Gov. Nikki Haley’s focus on reforming the way South Carolina funds its public schools should at a minimum spawn a vital discussion about the state’s future.
South Carolina’s education funding system has been a mess for years. Schools get money from so many different sources that it’s hard for anyone to keep track. Attempts to fix the problem on a piecemeal basis have only added to the confusion.
What we do know is that students in poorer areas have access to far fewer learning opportunities than those in other parts of the state. Poorer schools offer fewer courses and use less sophisticated technology. In more affluent areas, however, students choose from a wide array of college prep or technology options. They also have access to the latest computers or tablets.
It’s also shameful that we allow students in Dillon and Marion counties to learn in ancient, dilapidated buildings while high school athletes in Spartanburg and York counties play on the most advanced athletic turf in state-of-the art stadiums.
We don’t fault the more affluent school districts and their supporters for wanting the best for their students. But nobody should accept an education funding system that creates the wide disparity we have in South Carolina.
In her State of the State address in January, Haley promised to study the problem this year. She has kept that promise. She has met this summer with several people who have a stake in improving education, including teachers, parents, business leaders and legislators.
She plans to release a comprehensive proposal for reforming education funding by the end of the year.
She faces a daunting task. Creating a system that sends more money to poorer areas without limiting educational opportunities in other parts of the state will be toug.

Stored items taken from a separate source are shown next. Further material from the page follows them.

/**
Orthographic features of a surface form. Every feature kind is binary, and feature `k` of a token
is encoded as the index `2 * k + value`, so that all the features of a sentence share a single
index space of size `2 * feat_num`.
*/
use ahash::AHashMap;
use enum_iterator::{all, Sequence};
use ndarray::Array2;
use serde::{Deserialize, Serialize};
use std::fmt::Display;

#[derive(Debug, Clone, Copy, PartialEq, Eq, Hash, Sequence, Serialize, Deserialize)]
#[serde(rename_all = "snake_case")]
pub enum FeatureKind {
    /// The first character is uppercase.
    Capitalized,
    /// Every letter is uppercase.
    AllCaps,
    HasDigit,
    /// Every character is an ASCII punctuation character.
    Punctuation,
    /// Every letter is lowercase.
    Lowercase,
}

impl FeatureKind {
    pub fn holds(&self, surface: &str) -> bool {
        let mut letters = surface.chars().filter(|c| c.is_alphabetic()).peekable();
        match self {
            FeatureKind::Capitalized => surface.chars().next().is_some_and(char::is_uppercase),
            FeatureKind::AllCaps => letters.peek().is_some() && letters.all(char::is_uppercase),
            FeatureKind::HasDigit => surface.chars().any(|c| c.is_numeric()),
            FeatureKind::Punctuation => {
                !surface.is_empty() && surface.chars().all(|c| c.is_ascii_punctuation())
            }
            FeatureKind::Lowercase => letters.peek().is_some() && letters.all(char::is_lowercase),
        }
    }

    pub fn as_str(&self) -> &'static str {
        match self {
            FeatureKind::Capitalized => "capitalized",
            FeatureKind::AllCaps => "all_caps",
            FeatureKind::HasDigit => "has_digit",
            FeatureKind::Punctuation => "punctuation",
            FeatureKind::Lowercase => "lowercase",
        }
    }
}

impl Display for FeatureKind {
    fn fmt(&self, f: &mut std::fmt::Formatter<'_>) -> std::fmt::Result {
        write!(f, "{}", self.as_str())
    }
}

/// Computes a fixed list of feature kinds over surface forms.
#[derive(Debug, Clone, PartialEq, Eq)]
pub struct Featurizer {
    kinds: Vec<FeatureKind>,
}

impl Default for Featurizer {
    /// Every feature kind, in declaration order.
    fn default() -> Self {
        Featurizer {
            kinds: all::<FeatureKind>().collect(),
        }
    }
}

impl Featurizer {
    pub fn new(kinds: Vec<FeatureKind>) -> Self {
        Featurizer { kinds }
    }

    pub fn kinds(&self) -> &[FeatureKind] {
        &self.kinds
    }

    /// Number of features per token.
    pub fn feat_num(&self) -> usize {
        self.kinds.len()
    }

    pub fn featurize<'a>(&'a self, surface: &'a str) -> impl Iterator<Item = usize> + 'a {
        self.kinds
            .iter()
            .enumerate()
            .map(move |(k, kind)| 2 * k + usize::from(kind.holds(surface)))
    }

    /// `(tokens × feat_num)` feature indices of a sentence.
    pub fn featurize_sentence<S: AsRef<str>>(&self, surfaces: &[S]) -> Array2<usize> {
        let mut features = Array2::zeros((surfaces.len(), self.feat_num()));
        for (surface, mut row) in surfaces.iter().zip(features.rows_mut()) {
            for (slot, index) in row.iter_mut().zip(self.featurize(surface.as_ref())) {
                *slot = index;
            }
        }
        features
    }
}

/// Word index of the surface forms absent from the vocabulary. Also used to pad windows.
pub const UNKNOWN_WORD: usize = 0;

/// Maps surface forms to word indices. Known words are numbered from 1, in list order.
#[derive(Debug, Clone, PartialEq, Eq, Default)]
pub struct Vocabulary {
    words: Vec<String>,
    index: AHashMap<String, usize>,
}

impl Vocabulary {
    /// Builds a vocabulary from a word list. A repeated word keeps its first index.
    pub fn from_words<I, S>(words: I) -> Self
    where
        I: IntoIterator<Item = S>,
        S: Into<String>,
    {
        let mut vocabulary = Vocabulary::default();
        for word in words {
            let word = word.into();
            if vocabulary.index.contains_key(&word) {
                continue;
            }
            vocabulary.words.push(word.clone());
            vocabulary.index.insert(word, vocabulary.words.len());
        }
        vocabulary
    }

    /// Word index of `surface`. The exact form is tried first, then its lowercase form.
    pub fn encode(&self, surface: &str) -> usize {
        self.get(surface)
            .or_else(|| self.get(&surface.to_lowercase()))
            .unwrap_or(UNKNOWN_WORD)
    }

    /// Word index of an exact surface form.
    pub fn get(&self, word: &str) -> Option<usize> {
        self.index.get(word).copied()
    }

    pub fn word(&self, index: usize) -> Option<&str> {
        index
            .checked_sub(1)
            .and_then(|i| self.words.get(i))
            .map(String::as_str)
    }

    /// Number of word indices, the unknown word included.
    pub fn len(&self) -> usize {
        self.words.len() + 1
    }

    pub fn is_empty(&self) -> bool {
        self.words.is_empty()
    }
}

#[cfg(test)]
mod tests {
    use super::*;
    use ndarray::array;
    use rstest::rstest;

    #[rstest]
    #[case("Paris", [true, false, false, false, false])]
    #[case("NATO", [true, true, false, false, false])]
    #[case("b2b", [false, false, true, false, true])]
    #[case("...", [false, false, false, true, false])]
    #[case("1984", [false, false, true, false, false])]
    #[case("", [false, false, false, false, false])]
    fn test_feature_kinds(#[case] surface: &str, #[case] expected: [bool; 5]) {
        let holds: Vec<bool> = all::<FeatureKind>().map(|k| k.holds(surface)).collect();
        assert_eq!(holds, expected.to_vec());
    }

    #[test]
    fn test_featurize_sentence() {
        let featurizer = Featurizer::new(vec![FeatureKind::Capitalized, FeatureKind::HasDigit]);
        assert_eq!(featurizer.feat_num(), 2);
        assert_eq!(
            featurizer.featurize_sentence(&["Paris", "in", "1984"]),
            array![[1, 2], [0, 2], [0, 3]]
        );
    }

    #[test]
    fn test_default_featurizer() {
        let featurizer = Featurizer::default();
        assert_eq!(featurizer.feat_num(), 5);
        let indices: Vec<usize> = featurizer.featurize("NATO").collect();
        assert_eq!(indices, vec![1, 3, 4, 6, 8]);
    }

    #[test]
    fn test_vocabulary() {
        let vocabulary = Vocabulary::from_words(["Paris", "in", "paris", "in"]);
        assert_eq!(vocabulary.len(), 4);
        assert_eq!(vocabulary.encode("Paris"), 1);
        assert_eq!(vocabulary.encode("in"), 2);
        assert_eq!(vocabulary.encode("IN"), 2);
        assert_eq!(vocabulary.encode("London"), UNKNOWN_WORD);
        assert_eq!(vocabulary.word(3), Some("paris"));
        assert_eq!(vocabulary.word(UNKNOWN_WORD), None);
    }

    #[test]
    fn test_feature_kind_names() {
        let kinds: Vec<FeatureKind> = serde_json::from_str(r#"["all_caps", "lowercase"]"#).unwrap();
        assert_eq!(kinds, vec![FeatureKind::AllCaps, FeatureKind::Lowercase]);
        assert_eq!(FeatureKind::HasDigit.to_string(), "has_digit");
    }
}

Haley acknowledged the challenge last week after meeting with business and legislative leaders. “You’ve got the rural areas and these kids that deserve a good education that aren’t having the resources they need, and you’ve got these wealthy areas that have everything they need and don’t want to compromise,” she said.
“So bringing these two together is a tough conversation to have.”

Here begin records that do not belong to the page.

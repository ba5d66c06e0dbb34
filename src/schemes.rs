/**
This module maps a label vocabulary onto a phrase boundary encoding. A label such as `B-PER` is
split into a `Part` (where the token sits in its phrase) and a category (what kind of phrase it
is). The `TagScheme` built from the full, ordered label list answers the two questions the phrase
extractor asks: does this tag index open a phrase, and which indices continue or close a phrase of
a given category?
*/
use ahash::AHashMap;
use enum_iterator::Sequence;
use serde::{Deserialize, Serialize};
use std::fmt::Display;
use std::str::FromStr;
use thiserror::Error;

/// Character separating the part from the category in a label (`B-PER`).
pub const DELIMITER: char = '-';

/// The label used for tokens outside of any phrase.
pub const OUTSIDE: &str = "O";

#[derive(Debug, PartialEq, Eq, Hash, Clone, Copy, Sequence, Serialize, Deserialize)]
/// Position of a token inside its phrase. Parts are always written as a single ascii character
/// in front of the category.
pub enum Part {
    /// `B`: first token of a multi-token phrase.
    B,
    /// `I`: token inside a phrase.
    I,
    /// `E`: last token of a multi-token phrase.
    E,
    /// `1`: a phrase made of a single token.
    Single,
    /// `O`: token outside of any phrase.
    O,
}

impl Part {
    pub fn as_str(&self) -> &'static str {
        match self {
            Part::B => "B",
            Part::I => "I",
            Part::E => "E",
            Part::Single => "1",
            Part::O => "O",
        }
    }

    /// Parts that open a phrase.
    pub fn is_beginner(&self) -> bool {
        matches!(self, Part::B | Part::Single)
    }
}

impl Display for Part {
    fn fmt(&self, f: &mut std::fmt::Formatter<'_>) -> std::fmt::Result {
        write!(f, "{}", self.as_str())
    }
}

impl FromStr for Part {
    type Err = SchemeError;
    fn from_str(s: &str) -> Result<Self, Self::Err> {
        match s {
            "B" => Ok(Part::B),
            "I" => Ok(Part::I),
            "E" => Ok(Part::E),
            "1" => Ok(Part::Single),
            "O" => Ok(Part::O),
            _ => Err(SchemeError::UnknownPart {
                label: String::new(),
                part: String::from(s),
            }),
        }
    }
}

#[derive(Debug, Clone, PartialEq, Eq, Error)]
/// The label set cannot be turned into a consistent boundary encoding.
pub enum SchemeError {
    #[error("the label set is empty")]
    EmptyLabelSet,
    #[error("label `{0}` is malformed: expected `O` or `<part>-<category>`")]
    MalformedLabel(String),
    #[error("label `{label}` has an unknown part `{part}` (expected one of B, I, E, 1, O)")]
    UnknownPart { label: String, part: String },
    #[error("label `{0}` appears more than once")]
    DuplicateLabel(String),
    #[error("category `{category}` has an `{present}` label but no `{missing}` label")]
    MissingContinuation {
        category: String,
        present: Part,
        missing: Part,
    },
}

/// Splits a label into its part and its category. `"O"` is the only label without a category.
pub fn parse_label(label: &str) -> Result<(Part, Option<&str>), SchemeError> {
    if label == OUTSIDE {
        return Ok((Part::O, None));
    }
    let (raw_part, category) = label
        .split_once(DELIMITER)
        .ok_or_else(|| SchemeError::MalformedLabel(String::from(label)))?;
    let part = raw_part.parse::<Part>().map_err(|_| SchemeError::UnknownPart {
        label: String::from(label),
        part: String::from(raw_part),
    })?;
    if category.is_empty() || part == Part::O {
        return Err(SchemeError::MalformedLabel(String::from(label)));
    }
    Ok((part, Some(category)))
}

#[derive(Debug, Clone, Copy, PartialEq, Eq, Hash, PartialOrd, Ord, Serialize, Deserialize)]
/// Dense index of a category, in order of first appearance in the label list.
pub struct CategoryId(pub(crate) usize);

impl CategoryId {
    pub fn index(&self) -> usize {
        self.0
    }
}

#[derive(Debug, Clone, Copy, PartialEq, Eq)]
/// A tag index opening a phrase.
pub struct Beginner {
    pub category: CategoryId,
    pub part: Part,
}

#[derive(Debug, Clone, Copy, PartialEq, Eq, Default)]
/// The tag indices that continue (`inside`) or close (`end`) a phrase of one category. Both are
/// absent for categories that only use `B` and `1`.
pub struct Continuation {
    pub inside: Option<usize>,
    pub end: Option<usize>,
}

#[derive(Debug, Clone, Copy, PartialEq, Eq, Default)]
struct CategoryTags {
    begin: Option<usize>,
    inside: Option<usize>,
    end: Option<usize>,
    single: Option<usize>,
}

impl CategoryTags {
    fn slot(&mut self, part: Part) -> Option<&mut Option<usize>> {
        match part {
            Part::B => Some(&mut self.begin),
            Part::I => Some(&mut self.inside),
            Part::E => Some(&mut self.end),
            Part::Single => Some(&mut self.single),
            Part::O => None,
        }
    }

    fn get(&self, part: Part) -> Option<usize> {
        match part {
            Part::B => self.begin,
            Part::I => self.inside,
            Part::E => self.end,
            Part::Single => self.single,
            Part::O => None,
        }
    }
}

#[derive(Debug, Clone, PartialEq)]
/// Immutable mapping between tag indices and the boundary encoding. A tag index is the position of
/// its label in the list given to `TagScheme::build`.
pub struct TagScheme {
    labels: Box<[String]>,
    label_index: AHashMap<String, usize>,
    categories: Box<[String]>,
    tags: Box<[CategoryTags]>,
    beginners: AHashMap<usize, Beginner>,
    outside: Option<usize>,
}

impl TagScheme {
    /// Builds the scheme from the ordered label list.
    ///
    /// * `labels`: every label the classifier can output. The index of a label in this slice is
    ///   its tag index.
    pub fn build<S: AsRef<str>>(labels: &[S]) -> Result<Self, SchemeError> {
        if labels.is_empty() {
            return Err(SchemeError::EmptyLabelSet);
        }
        let mut label_index = AHashMap::with_capacity(labels.len());
        let mut category_index: AHashMap<&str, usize> = AHashMap::new();
        let mut categories: Vec<String> = Vec::new();
        let mut tags: Vec<CategoryTags> = Vec::new();
        let mut outside = None;

        for (index, label) in labels.iter().map(AsRef::as_ref).enumerate() {
            if label_index.insert(String::from(label), index).is_some() {
                return Err(SchemeError::DuplicateLabel(String::from(label)));
            }
            let (part, category) = parse_label(label)?;
            let Some(category) = category else {
                outside = Some(index);
                continue;
            };
            let id = *category_index.entry(category).or_insert_with(|| {
                categories.push(String::from(category));
                tags.push(CategoryTags::default());
                categories.len() - 1
            });
            if let Some(slot) = tags[id].slot(part) {
                *slot = Some(index);
            }
        }

        for (name, category_tags) in categories.iter().zip(tags.iter()) {
            match (category_tags.inside, category_tags.end) {
                (Some(_), None) => {
                    return Err(SchemeError::MissingContinuation {
                        category: name.clone(),
                        present: Part::I,
                        missing: Part::E,
                    })
                }
                (None, Some(_)) => {
                    return Err(SchemeError::MissingContinuation {
                        category: name.clone(),
                        present: Part::E,
                        missing: Part::I,
                    })
                }
                _ => (),
            }
        }

        let beginners = tags
            .iter()
            .enumerate()
            .flat_map(|(id, category_tags)| {
                [Part::B, Part::Single]
                    .into_iter()
                    .filter_map(move |part| category_tags.get(part).map(|tag| (tag, id, part)))
            })
            .map(|(tag, id, part)| {
                (
                    tag,
                    Beginner {
                        category: CategoryId(id),
                        part,
                    },
                )
            })
            .collect();

        Ok(TagScheme {
            labels: labels.iter().map(|l| String::from(l.as_ref())).collect(),
            label_index,
            categories: categories.into_boxed_slice(),
            tags: tags.into_boxed_slice(),
            beginners,
            outside,
        })
    }

    /// Every tag index whose part is `B` or `1`, with its category and part.
    pub fn phrase_beginners(&self) -> &AHashMap<usize, Beginner> {
        &self.beginners
    }

    #[inline]
    pub fn beginner(&self, tag: usize) -> Option<Beginner> {
        self.beginners.get(&tag).copied()
    }

    /// The `I` and `E` tag indices of a category.
    #[inline]
    pub fn phrase_continuation(&self, category: CategoryId) -> Continuation {
        self.tags
            .get(category.0)
            .map(|t| Continuation {
                inside: t.inside,
                end: t.end,
            })
            .unwrap_or_default()
    }

    /// Tag index encoding `part` for `category`, if the label set defines it.
    pub fn tag_for(&self, category: CategoryId, part: Part) -> Option<usize> {
        match part {
            Part::O => self.outside,
            p => self.tags.get(category.0).and_then(|t| t.get(p)),
        }
    }

    pub fn label(&self, tag: usize) -> Option<&str> {
        self.labels.get(tag).map(String::as_str)
    }

    pub fn index_of(&self, label: &str) -> Option<usize> {
        self.label_index.get(label).copied()
    }

    pub fn labels(&self) -> &[String] {
        &self.labels
    }

    /// Category names, in construction order. The position of a name is its `CategoryId`.
    pub fn categories(&self) -> &[String] {
        &self.categories
    }

    pub fn category_id(&self, name: &str) -> Option<CategoryId> {
        self.categories
            .iter()
            .position(|c| c == name)
            .map(CategoryId)
    }

    pub fn category_name(&self, category: CategoryId) -> Option<&str> {
        self.categories.get(category.0).map(String::as_str)
    }

    /// Tag index of the `O` label, if the label set has one.
    pub fn outside_index(&self) -> Option<usize> {
        self.outside
    }

    /// Number of labels, i.e. the exclusive upper bound of valid tag indices.
    pub fn len(&self) -> usize {
        self.labels.len()
    }

    pub fn is_empty(&self) -> bool {
        self.labels.is_empty()
    }
}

Pushing any plan through the legislature will be just as difficult. If schools in wealthier areas believe the plan hurts them, you can bet their legislators will oppose it.
Plus, if Haley’s plan includes streamlining taxes by raising some and lowering others, then legislators may worry about being accused of supporting tax hikes.
Meanwhile, we have some concerns about Haley’s effort. First, we wonder why she waited until her third year in office to focus on education reform. Did her interest grow because her likely Democrat opponent next year, state Sen. Vincent Sheheen of Camden, has made expanding 4-year-old kindergarten a major campaign issue?
Haley says the No. 1 priority during her first three years has been creating jobs. The “next step,” she said, is educating the state’s future work force.
We also worry about Haley conducting her meetings this summer behind closed doors. The public should be allowed to follow the conversation from beginning to end. A full, open discussion will lead to the best policy.
Overall, though, we applaud the governor for spending so much time on the issue. Senate President Pro Tempore John Courson, R-Columbia, has said that in his nine years as chairman of the Senate Education Committee, no governor has reached out to the legislative leadership and educators “to the extent Governor Haley has, and I commend her for that.”
When Haley releases her plan later this year, we encourage everyone to study it. We hope it sparks a serious discussion about how to fix one of the state’s most serious problems.